Tuuut ... tuuut ....
Sambungan telepon mereka terputus, setelah mendengar suara benturan yang sangat keras. Hal itu membuat Zara merasa sangat kaget ketika mendengar suara yang begitu keras, seperti sedang menghantam benda keras lainnya.
TES!
Seketika air mata Zara menetes dengan derasnya, walau tanpa ia sadari. Walaupun ia tidak mengetahui dengan jelas, tetapi firasatnya mengenai kedua orang tuanya sangatlah tajam.
BRUK!
Barang belanjaan yang sedang ia pegang, mendadak jatuh tercecer ke atas lantai.
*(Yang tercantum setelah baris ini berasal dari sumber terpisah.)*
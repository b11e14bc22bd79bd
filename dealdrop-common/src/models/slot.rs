// File: dealdrop-common/src/models/slot.rs

use std::fmt;
use std::str::FromStr;
use chrono::{DateTime, Utc};
use serde::{Deserialize, Serialize};
use uuid::Uuid;

/// How a slot's quantity becomes claimable once the slot is live.
#[derive(Debug, Serialize, Deserialize, Clone, Copy, Eq, PartialEq, Hash, sqlx::Type)]
#[sqlx(type_name = "TEXT")]
#[sqlx(rename_all = "lowercase")]
pub enum SlotMode {
    /// The full quantity is claimable the moment the slot goes live.
    Flash,
    /// Quantity is released in fixed tranches on a fixed cadence.
    Drip,
}

impl fmt::Display for SlotMode {
    fn fmt(&self, f: &mut fmt::Formatter<'_>) -> fmt::Result {
        match self {
            SlotMode::Flash => write!(f, "flash"),
            SlotMode::Drip => write!(f, "drip"),
        }
    }
}

impl FromStr for SlotMode {
    type Err = String;
    fn from_str(s: &str) -> Result<Self, Self::Err> {
        match s.to_lowercase().as_str() {
            "flash" => Ok(SlotMode::Flash),
            "drip" => Ok(SlotMode::Drip),
            _ => Err(format!("Unknown slot mode: {}", s)),
        }
    }
}

/// Where a slot currently sits in its lifecycle.
///
/// Never stored: it is computed from the slot's time window plus the two
/// merchant-controlled flags (`is_paused`, `is_ended`), so there is no
/// transition job that can run late or be skipped.
#[derive(Debug, Serialize, Deserialize, Clone, Copy, Eq, PartialEq, Hash)]
pub enum SlotState {
    Scheduled,
    Live,
    Paused,
    Ended,
}

impl fmt::Display for SlotState {
    fn fmt(&self, f: &mut fmt::Formatter<'_>) -> fmt::Result {
        match self {
            SlotState::Scheduled => write!(f, "scheduled"),
            SlotState::Live => write!(f, "live"),
            SlotState::Paused => write!(f, "paused"),
            SlotState::Ended => write!(f, "ended"),
        }
    }
}

/// One claimable inventory window for an offer.
#[derive(Debug, Serialize, Deserialize, Clone, sqlx::FromRow)]
pub struct OfferSlot {
    pub slot_id: Uuid,
    pub offer_id: Uuid,
    pub starts_at: DateTime<Utc>,
    pub ends_at: DateTime<Utc>,
    /// Immutable after creation.
    pub qty_total: i32,
    /// Invariant: `0 <= qty_remaining <= qty_total`. Only the inventory
    /// repository mutates this, through its atomic operations.
    pub qty_remaining: i32,
    pub mode: SlotMode,
    /// Set (and positive) for drip slots.
    pub drip_every_minutes: Option<i32>,
    /// Set for drip slots; at most `qty_total`.
    pub drip_qty: Option<i32>,
    pub is_paused: bool,
    pub is_ended: bool,
    pub created_at: DateTime<Utc>,
    pub updated_at: DateTime<Utc>,
}

impl OfferSlot {
    pub fn new_flash(
        offer_id: Uuid,
        starts_at: DateTime<Utc>,
        ends_at: DateTime<Utc>,
        qty_total: i32,
        now: DateTime<Utc>,
    ) -> Self {
        Self {
            slot_id: Uuid::new_v4(),
            offer_id,
            starts_at,
            ends_at,
            qty_total,
            qty_remaining: qty_total,
            mode: SlotMode::Flash,
            drip_every_minutes: None,
            drip_qty: None,
            is_paused: false,
            is_ended: false,
            created_at: now,
            updated_at: now,
        }
    }

    pub fn new_drip(
        offer_id: Uuid,
        starts_at: DateTime<Utc>,
        ends_at: DateTime<Utc>,
        qty_total: i32,
        drip_every_minutes: i32,
        drip_qty: i32,
        now: DateTime<Utc>,
    ) -> Self {
        Self {
            slot_id: Uuid::new_v4(),
            offer_id,
            starts_at,
            ends_at,
            qty_total,
            qty_remaining: qty_total,
            mode: SlotMode::Drip,
            drip_every_minutes: Some(drip_every_minutes),
            drip_qty: Some(drip_qty),
            is_paused: false,
            is_ended: false,
            created_at: now,
            updated_at: now,
        }
    }

    /// Lifecycle state as of `now`. Merchant force-end wins over everything,
    /// then the time window, then pause.
    pub fn state_at(&self, now: DateTime<Utc>) -> SlotState {
        if self.is_ended || now >= self.ends_at {
            SlotState::Ended
        } else if self.is_paused {
            SlotState::Paused
        } else if now < self.starts_at {
            SlotState::Scheduled
        } else {
            SlotState::Live
        }
    }

    pub fn is_live_at(&self, now: DateTime<Utc>) -> bool {
        self.state_at(now) == SlotState::Live
    }

    /// Units already committed to claims (reserved or redeemed, and not yet
    /// returned by expiry or cancellation).
    pub fn qty_claimed(&self) -> i32 {
        self.qty_total - self.qty_remaining
    }
}

/// Result of an atomic reservation attempt against one slot.
///
/// `OutOfStock` is an expected, frequent outcome under contention, not an
/// error.
#[derive(Debug, Clone, Copy, PartialEq, Eq)]
pub enum ReserveOutcome {
    Reserved { remaining: i32 },
    OutOfStock,
    SlotNotLive,
}
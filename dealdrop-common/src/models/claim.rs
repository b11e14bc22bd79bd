// File: dealdrop-common/src/models/claim.rs

use std::fmt;
use std::str::FromStr;
use chrono::{DateTime, Utc};
use serde::{Deserialize, Serialize};
use uuid::Uuid;

/// Lifecycle state of a claim. `Reserved` is the only non-terminal state;
/// the others never revert.
#[derive(Debug, Serialize, Deserialize, Clone, Copy, Eq, PartialEq, Hash, sqlx::Type)]
#[sqlx(type_name = "TEXT")]
#[sqlx(rename_all = "lowercase")]
pub enum ClaimStatus {
    Reserved,
    Redeemed,
    Expired,
    Cancelled,
}

impl ClaimStatus {
    pub fn is_terminal(&self) -> bool {
        !matches!(self, ClaimStatus::Reserved)
    }
}

impl fmt::Display for ClaimStatus {
    fn fmt(&self, f: &mut fmt::Formatter<'_>) -> fmt::Result {
        match self {
            ClaimStatus::Reserved => write!(f, "reserved"),
            ClaimStatus::Redeemed => write!(f, "redeemed"),
            ClaimStatus::Expired => write!(f, "expired"),
            ClaimStatus::Cancelled => write!(f, "cancelled"),
        }
    }
}

impl FromStr for ClaimStatus {
    type Err = String;
    fn from_str(s: &str) -> Result<Self, Self::Err> {
        match s.to_lowercase().as_str() {
            "reserved" => Ok(ClaimStatus::Reserved),
            "redeemed" => Ok(ClaimStatus::Redeemed),
            "expired" => Ok(ClaimStatus::Expired),
            "cancelled" => Ok(ClaimStatus::Cancelled),
            _ => Err(format!("Unknown claim status: {}", s)),
        }
    }
}

/// One user's hold on a unit of a slot, from reservation until a terminal
/// state. The redemption codes are generated once at reservation and are
/// single-use by construction: a claim whose status has left `Reserved` can
/// never be redeemed again.
#[derive(Debug, Serialize, Deserialize, Clone, sqlx::FromRow)]
pub struct Claim {
    pub claim_id: Uuid,
    pub user_id: Uuid,
    pub offer_id: Uuid,
    pub slot_id: Uuid,
    pub status: ClaimStatus,
    pub reserved_at: DateTime<Utc>,
    pub expires_at: DateTime<Utc>,
    pub redeemed_at: Option<DateTime<Utc>>,
    /// Opaque token rendered as a QR code by the presentation layer.
    pub qr_token: String,
    /// Six-digit fallback code for manual staff entry.
    pub six_code: String,
    /// Staff member who completed the redemption, if any.
    pub staff_id: Option<Uuid>,
    /// Informational basket value recorded at redemption.
    pub basket_total: Option<f64>,
}

impl Claim {
    pub fn new(
        user_id: Uuid,
        offer_id: Uuid,
        slot_id: Uuid,
        qr_token: String,
        six_code: String,
        reserved_at: DateTime<Utc>,
        expires_at: DateTime<Utc>,
    ) -> Self {
        Self {
            claim_id: Uuid::new_v4(),
            user_id,
            offer_id,
            slot_id,
            status: ClaimStatus::Reserved,
            reserved_at,
            expires_at,
            redeemed_at: None,
            qr_token,
            six_code,
            staff_id: None,
            basket_total: None,
        }
    }

    pub fn is_overdue(&self, now: DateTime<Utc>) -> bool {
        self.status == ClaimStatus::Reserved && self.expires_at < now
    }
}

/// Optional fields applied together with a successful status transition.
#[derive(Debug, Clone, Copy, Default)]
pub struct TransitionExtra {
    pub redeemed_at: Option<DateTime<Utc>>,
    pub staff_id: Option<Uuid>,
    pub basket_total: Option<f64>,
}

/// Result of a guarded compare-and-set on a claim's status.
///
/// A `Conflict` is not an error: it is how a lost race (redeem vs expire,
/// overlapping sweeps) resolves. The loser observes the actual status and
/// reports a terminal-state rejection.
#[derive(Debug, Clone)]
pub enum TransitionOutcome {
    Applied(Claim),
    Conflict { actual: ClaimStatus },
}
Barang-barang bermerk yang selalu ia beli ketika ada edisi terbaru, terasa tak berarti lagi saat ini.
Tak hanya barang-barang belanjaannya yang terjatuh, tetapi juga handphone dan dirinya yang ikut tertunduk lemas karenanya.
Semua orang memandang ke arahnya dengan bingung, tetapi sama sekali tidak ada yang berani mendekat ke arahnya yang terlihat sudah sangat hancur saat ini.
"Kenapa harus terjadi denganku?" gumam Zara, yang merasa sangat kesal dengan berita duka ini.
Bukan hanya bisnisnya dan hubungan asmaranya saja yang direnggut, tetapi nyawa kedua orang tuanya pun direnggut takdir.
Yang ada di pikiran Zara hanyalah kehancuran. Bisa saja mereka selamat dari maut yang terjadi.
Dengan sangat kencang, Zara meremas rambut blonde miliknya itu, sampai beberapa helai tercabut saking kencangnya ia meremas rambutnya sendiri. Ia sudah sangat hancur, dan tak bisa melakukan apa pun lagi.
Handphone-nya kembali berdering, dengan lemas Zara pun mengambilnya dan menerima panggilan tersebut.
"Halo," sapanya dengan nada yang lemas.
"Halo, kami dari kepolisian setempat. Apa benar ini Nona Zara Latulini?"
"Ya, saya sendiri."
"Kami menemukan kedua orang tua anda yang mengalami kecelakaan, tepat di pusat kota. Ketika lampu dalam keadaan merah, mereka menerobos lampu merah sehingga membuat adu banteng terjadi. Nyawa mereka ... sudah tidak terselamatkan, dan tewas di tempat dengan keadaan mobil terbakar."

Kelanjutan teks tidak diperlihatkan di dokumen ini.